As Clusterflock points out cigarettes often become currency, which is not surprising. What is surprising is how developed the economic structure of a prison camp can become. It acts as a microcosm for society at large with people occupying niches, many things are purchased on credit, stores were opened.
The permanent camps in Germany saw the highest level of commercial organization. In addition to the Exchange and Mart notice boards, a shop was organized as a public utility, controlled by representatives of the Senior British Officer, on a no profit basis. People left their surplus clothing, toilet requisites and food there until they were sold at a fixed price in cigarettes. Only sales in cigarettes were accepted – there was no barter – and there was no higgling. For food at least there were standard prices: clothing is less homogeneous and the price was decided around a norm by the seller and the shop manager in agreement; shirts would average say 80, ranging from 60 to 120 according to quality and age.
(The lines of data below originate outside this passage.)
/// Scoring matrices for pairwise protein alignment

use std::collections::HashMap;

pub trait ScoringMatrix: Send + Sync {
    fn score(&self, a: u8, b: u8) -> i32;

    /// Penalty charged per gap position (linear gap model).
    fn gap(&self) -> i32;
}

/// BLOSUM62 scoring matrix for protein sequences
pub struct BLOSUM62 {
    matrix: [[i32; 24]; 24],
    index_map: HashMap<u8, usize>,
    gap: i32,
}

impl BLOSUM62 {
    pub fn new() -> Self {
        let mut index_map = HashMap::new();
        let amino_acids = b"ARNDCQEGHILKMFPSTWYVBZX*";
        for (i, &aa) in amino_acids.iter().enumerate() {
            index_map.insert(aa, i);
        }

        let matrix = [
            [ 4, -1, -2, -2,  0, -1, -1,  0, -2, -1, -1, -1, -1, -2, -1,  1,  0, -3, -2,  0, -2, -1,  0, -4],
            [-1,  5,  0, -2, -3,  1,  0, -2,  0, -3, -2,  2, -1, -3, -2, -1, -1, -3, -2, -3, -1,  0, -1, -4],
            [-2,  0,  6,  1, -3,  0,  0,  0,  1, -3, -3,  0, -2, -3, -2,  1,  0, -4, -2, -3,  3,  0, -1, -4],
            [-2, -2,  1,  6, -3,  0,  2, -1, -1, -3, -4, -1, -3, -3, -1,  0, -1, -4, -3, -3,  4,  1, -1, -4],
            [ 0, -3, -3, -3,  9, -3, -4, -3, -3, -1, -1, -3, -1, -2, -3, -1, -1, -2, -2, -1, -3, -3, -2, -4],
            [-1,  1,  0,  0, -3,  5,  2, -2,  0, -3, -2,  1,  0, -3, -1,  0, -1, -2, -1, -2,  0,  3, -1, -4],
            [-1,  0,  0,  2, -4,  2,  5, -2,  0, -3, -3,  1, -2, -3, -1,  0, -1, -3, -2, -2,  1,  4, -1, -4],
            [ 0, -2,  0, -1, -3, -2, -2,  6, -2, -4, -4, -2, -3, -3, -2,  0, -2, -2, -3, -3, -1, -2, -1, -4],
            [-2,  0,  1, -1, -3,  0,  0, -2,  8, -3, -3, -1, -2, -1, -2, -1, -2, -2,  2, -3,  0,  0, -1, -4],
            [-1, -3, -3, -3, -1, -3, -3, -4, -3,  4,  2, -3,  1,  0, -3, -2, -1, -3, -1,  3, -3, -3, -1, -4],
            [-1, -2, -3, -4, -1, -2, -3, -4, -3,  2,  4, -2,  2,  0, -3, -2, -1, -2, -1,  1, -4, -3, -1, -4],
            [-1,  2,  0, -1, -3,  1,  1, -2, -1, -3, -2,  5, -1, -3, -1,  0, -1, -3, -2, -2,  0,  1, -1, -4],
            [-1, -1, -2, -3, -1,  0, -2, -3, -2,  1,  2, -1,  5,  0, -2, -1, -1, -1, -1,  1, -3, -1, -1, -4],
            [-2, -3, -3, -3, -2, -3, -3, -3, -1,  0,  0, -3,  0,  6, -4, -2, -2,  1,  3, -1, -3, -3, -1, -4],
            [-1, -2, -2, -1, -3, -1, -1, -2, -2, -3, -3, -1, -2, -4,  7, -1, -1, -4, -3, -2, -2, -1, -2, -4],
            [ 1, -1,  1,  0, -1,  0,  0,  0, -1, -2, -2,  0, -1, -2, -1,  4,  1, -3, -2, -2,  0,  0,  0, -4],
            [ 0, -1,  0, -1, -1, -1, -1, -2, -2, -1, -1, -1, -1, -2, -1,  1,  5, -2, -2,  0, -1, -1,  0, -4],
            [-3, -3, -4, -4, -2, -2, -3, -2, -2, -3, -2, -3, -1,  1, -4, -3, -2, 11,  2, -3, -4, -3, -2, -4],
            [-2, -2, -2, -3, -2, -1, -2, -3,  2, -1, -1, -2, -1,  3, -3, -2, -2,  2,  7, -1, -3, -2, -1, -4],
            [ 0, -3, -3, -3, -1, -2, -2, -3, -3,  3,  1, -2,  1, -1, -2, -2,  0, -3, -1,  4, -3, -2, -1, -4],
            [-2, -1,  3,  4, -3,  0,  1, -1,  0, -3, -4,  0, -3, -3, -2,  0, -1, -4, -3, -3,  4,  1, -1, -4],
            [-1,  0,  0,  1, -3,  3,  4, -2,  0, -3, -3,  1, -1, -3, -1,  0, -1, -3, -2, -2,  1,  4, -1, -4],
            [ 0, -1, -1, -1, -2, -1, -1, -1, -1, -1, -1, -1, -1, -1, -2,  0,  0, -2, -1, -1, -1, -1, -1, -4],
            [-4, -4, -4, -4, -4, -4, -4, -4, -4, -4, -4, -4, -4, -4, -4, -4, -4, -4, -4, -4, -4, -4, -4,  1]
        ];

        Self {
            matrix,
            index_map,
            gap: 4,
        }
    }

    pub fn with_gap_penalty(mut self, gap: i32) -> Self {
        self.gap = gap;
        self
    }
}

impl Default for BLOSUM62 {
    fn default() -> Self {
        Self::new()
    }
}

impl ScoringMatrix for BLOSUM62 {
    fn score(&self, a: u8, b: u8) -> i32 {
        let a = a.to_ascii_uppercase();
        let b = b.to_ascii_uppercase();

        let i = self.index_map.get(&a).copied().unwrap_or(22); // X for unknown
        let j = self.index_map.get(&b).copied().unwrap_or(22);

        self.matrix[i][j]
    }

    fn gap(&self) -> i32 {
        self.gap
    }
}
Of food, the shop carried small stocks for convenience; the capital was provided by a loan from the bulk store of Red Cross cigarettes and repaid by a small commission taken on the first transactions. Thus the cigarette attained its fullest currency status, and the market was almost completely unified.
There are price fixing scandals and alternate currencies besides cigarettes, there were middlemen and shortages. It seems as if this type of prisoner camp portrayal would be infinitely more interesting – the camp as a living, breathing economical organism – than how it is categorically portrayed in the movies. The prisoner camp is a character in and of itself.